[Entries supplied]:

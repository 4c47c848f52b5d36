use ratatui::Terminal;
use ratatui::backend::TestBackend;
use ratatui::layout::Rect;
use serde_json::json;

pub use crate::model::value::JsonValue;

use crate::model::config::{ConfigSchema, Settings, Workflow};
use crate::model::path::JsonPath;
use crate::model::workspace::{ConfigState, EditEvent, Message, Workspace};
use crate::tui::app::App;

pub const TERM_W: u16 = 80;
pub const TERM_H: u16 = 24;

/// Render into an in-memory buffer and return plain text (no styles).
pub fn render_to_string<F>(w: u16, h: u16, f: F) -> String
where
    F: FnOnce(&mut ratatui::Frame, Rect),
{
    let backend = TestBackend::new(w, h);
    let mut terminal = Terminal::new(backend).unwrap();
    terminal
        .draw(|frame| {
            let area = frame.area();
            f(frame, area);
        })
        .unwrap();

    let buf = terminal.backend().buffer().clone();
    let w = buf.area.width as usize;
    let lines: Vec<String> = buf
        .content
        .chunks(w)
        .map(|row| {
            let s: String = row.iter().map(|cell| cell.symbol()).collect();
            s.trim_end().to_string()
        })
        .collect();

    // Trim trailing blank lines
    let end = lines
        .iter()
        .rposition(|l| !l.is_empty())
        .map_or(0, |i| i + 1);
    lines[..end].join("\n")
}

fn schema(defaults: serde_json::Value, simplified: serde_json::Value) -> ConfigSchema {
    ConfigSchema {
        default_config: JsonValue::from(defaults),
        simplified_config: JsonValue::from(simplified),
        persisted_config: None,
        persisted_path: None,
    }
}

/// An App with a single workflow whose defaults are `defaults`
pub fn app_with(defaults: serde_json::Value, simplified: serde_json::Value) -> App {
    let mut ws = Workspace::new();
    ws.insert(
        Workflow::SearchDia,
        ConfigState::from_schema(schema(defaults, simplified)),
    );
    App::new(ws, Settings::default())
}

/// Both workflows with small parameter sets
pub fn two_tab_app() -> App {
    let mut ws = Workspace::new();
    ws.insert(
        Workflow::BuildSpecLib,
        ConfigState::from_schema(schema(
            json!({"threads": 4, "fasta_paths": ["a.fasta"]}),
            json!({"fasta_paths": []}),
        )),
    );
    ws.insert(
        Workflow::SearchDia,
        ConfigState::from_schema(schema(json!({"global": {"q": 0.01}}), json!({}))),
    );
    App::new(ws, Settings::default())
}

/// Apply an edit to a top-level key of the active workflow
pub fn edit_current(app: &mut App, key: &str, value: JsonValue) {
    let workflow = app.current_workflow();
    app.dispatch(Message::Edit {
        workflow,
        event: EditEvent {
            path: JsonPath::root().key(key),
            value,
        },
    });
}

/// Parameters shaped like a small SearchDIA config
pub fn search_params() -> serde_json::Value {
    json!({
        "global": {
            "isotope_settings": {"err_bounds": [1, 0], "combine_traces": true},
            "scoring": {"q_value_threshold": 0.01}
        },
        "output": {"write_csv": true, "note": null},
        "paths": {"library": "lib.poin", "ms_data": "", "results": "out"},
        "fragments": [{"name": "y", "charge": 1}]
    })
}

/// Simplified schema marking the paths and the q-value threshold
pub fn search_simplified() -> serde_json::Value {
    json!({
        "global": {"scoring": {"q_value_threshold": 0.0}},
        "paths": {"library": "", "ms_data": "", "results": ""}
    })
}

[Task description]: From the line that contains "small SearchDIA config" to the last line of the data, write out each line exactly and add nothing.

[Your response]:
/// Parameters shaped like a small SearchDIA config
pub fn search_params() -> serde_json::Value {
    json!({
        "global": {
            "isotope_settings": {"err_bounds": [1, 0], "combine_traces": true},
            "scoring": {"q_value_threshold": 0.01}
        },
        "output": {"write_csv": true, "note": null},
        "paths": {"library": "lib.poin", "ms_data": "", "results": "out"},
        "fragments": [{"name": "y", "charge": 1}]
    })
}

/// Simplified schema marking the paths and the q-value threshold
pub fn search_simplified() -> serde_json::Value {
    json!({
        "global": {"scoring": {"q_value_threshold": 0.0}},
        "paths": {"library": "", "ms_data": "", "results": ""}
    })
}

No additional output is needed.